Tesco failed to make any headway last night, with Citigroup saying that, when compared more closely to peers, the supermarket giant offered less in the way of value.
The broker said that while there was nothing incorrect about Tesco's accounting methods, the group, which fell by 2.5 per cent, or 9.8p, to 380.05p, did have a "more aggressive policy" than others when it came to revenue recognition, depreciation, the allocation of profits from property, capitalised interest expenses and pension accounting. The total impact of these "increasingly strident policies" is that they "render the [profit & loss] bottom line significantly different from what a peer company might report", Citi explained.
"If we put Tesco on more comparable accounting to other companies in our sector, it appears to be a much less profitable entity," the broker said, reiterating its "sell" view with a revised 350p target price, compared to 400p previously. Citi went on to say that its "alternative" earnings per share figure for 2009-10 was 24.2p, whereas the underlying earnings per share figure "defined by Tesco" was 31.7p. When it came to pre-tax profits, the broker's "alternative" figure was £2.6bn, against Tesco's figure of £3.4bn.
Overall, the markets steadied last night, with the benchmark FTSE 100 index standing firm at 4,916.87, up 2.65 points, and the mid-cap FTSE 250 index closing at 9,366.12, up 0.83 points. Sentiment strengthened after the European Central Bank said that lenders had called on it for €131.9bn in three-month funds ahead of the expiration of a key 12-month facility valued at €442bn. The rollover was lower than expected, and indicated that not only had banks continued to pare back their balance sheets, but that they'd also managed to build up their liquidity buffers. Pleased with the results of the three-month auction, market-watchers had their eyes on the take-up of today's six-day ECB liquidity facility, with Goldman Sachs saying that, taken together, the two financing auctions "should give us a complete picture of the amount of replacement financing taken out by eurozone banks".

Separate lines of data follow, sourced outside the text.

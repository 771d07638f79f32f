use std::net::IpAddr;

use crate::err::*;

use async_trait::async_trait;

/// Looks up the address currently published for a name.
#[async_trait]
pub trait Resolve: Send + Sync {
    async fn resolve(&self, domain: &str) -> Result<IpAddr>;
}

/// The operating system's resolver. IPv4 answers win over IPv6 ones, which
/// is what a plain `gethostbyname` would hand back.
pub struct SystemResolver;

#[async_trait]
impl Resolve for SystemResolver {
    async fn resolve(&self, domain: &str) -> Result<IpAddr> {
        let host = domain.trim_end_matches('.');
        let err = |msg: String| AppErr::Resolve {
            domain: domain.to_owned(),
            msg,
        };

        let addrs: Vec<IpAddr> = tokio::net::lookup_host((host, 0))
            .await
            .map_err(|e| err(e.to_string()))?
            .map(|sa| sa.ip())
            .collect();

        addrs
            .iter()
            .find(|ip| ip.is_ipv4())
            .or_else(|| addrs.first())
            .copied()
            .ok_or_else(|| err("no addresses".to_string()))
    }
}

#[cfg(test)]
mod tests {
    use super::*;

    #[tokio::test]
    async fn resolves_localhost() {
        let ip = SystemResolver.resolve("localhost").await.unwrap();
        assert!(ip.is_loopback());
    }

    #[tokio::test]
    async fn ip_literal_resolves_to_itself() {
        let ip = SystemResolver.resolve("127.0.0.1").await.unwrap();
        assert_eq!(ip, "127.0.0.1".parse::<IpAddr>().unwrap());
    }

    #[tokio::test]
    async fn unknown_name_is_resolve_error() {
        let err = SystemResolver
            .resolve("does-not-exist.invalid")
            .await
            .unwrap_err();
        assert!(matches!(err, AppErr::Resolve { .. }));
    }
}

The ECB news supported Barclays, which also held an investor seminar on its global retail banking business yesterday. The stock rose by 3.2p to 270.55p, outperforming others such as Lloyds, which was broadly unchanged at 53.7p, down 0.11p, and the Royal Bank of Scotland, which was 0.34p behind at 41.43p, as lacklustre US unemployment figures undermined the mood. In the wider sector, Standard Chartered, which said it will invest $500m in the Agricultural Bank of China's mammoth flotation in Hong Kong, also lost ground, shedding 18.5p to 1,641p.
The pharmaceutical giant AstraZeneca was the strongest of the blue chips, rallying by more than 7 per cent, or 222p, to 3,169p as investors welcomed the company's success in a key patent trial involving the Crestor cholesterol drug in the United States.
Responding to the news, JP Morgan Cazenove upped Astra to "neutral" from "underweight", while UBS revised its target price for the stock to 4,100p from 3,800p, and Morgan Stanley raised its target to 3,690p, compared to 3,540p previously. Panmure Gordon also weighed in, moving its target to 3,600p from 3,300p to reflect the news. Evolution remained bearish, however, repeating its "sell" stance and saying that the news didn't change the fact that its estimates still pointed to a "significant" sales decline for Astra by 2020.
On the downside, Man, the London-based hedge fund group, was the weakest of the blue chips, shedding more than 7 per cent, or 17.8p, to 223.3p in ex-dividend trading. In some positive news, overnight figures showed a 2.2 per cent rise in weekly net asset values at its flagship AHL fund.
Beyond Man, the miners dominated the loser board following a worse-than-expected report on US private sector payrolls, with commodity markets softening amid worries about the sustainability of the recovery in the world's largest economy.
Kazakhmys and the Eurasian Natural Resources Corporation were among the weakest, shedding 38p to 994p and 32.5p to 861p respectively. The former lost ground despite the bears at Evolution turning positive. Taking its cue from the recent correction in the Kazakhmys share price, the broker switched its stance to "add" from "sell", albeit with a lower 1,185p target price, compared to 1,270p previously.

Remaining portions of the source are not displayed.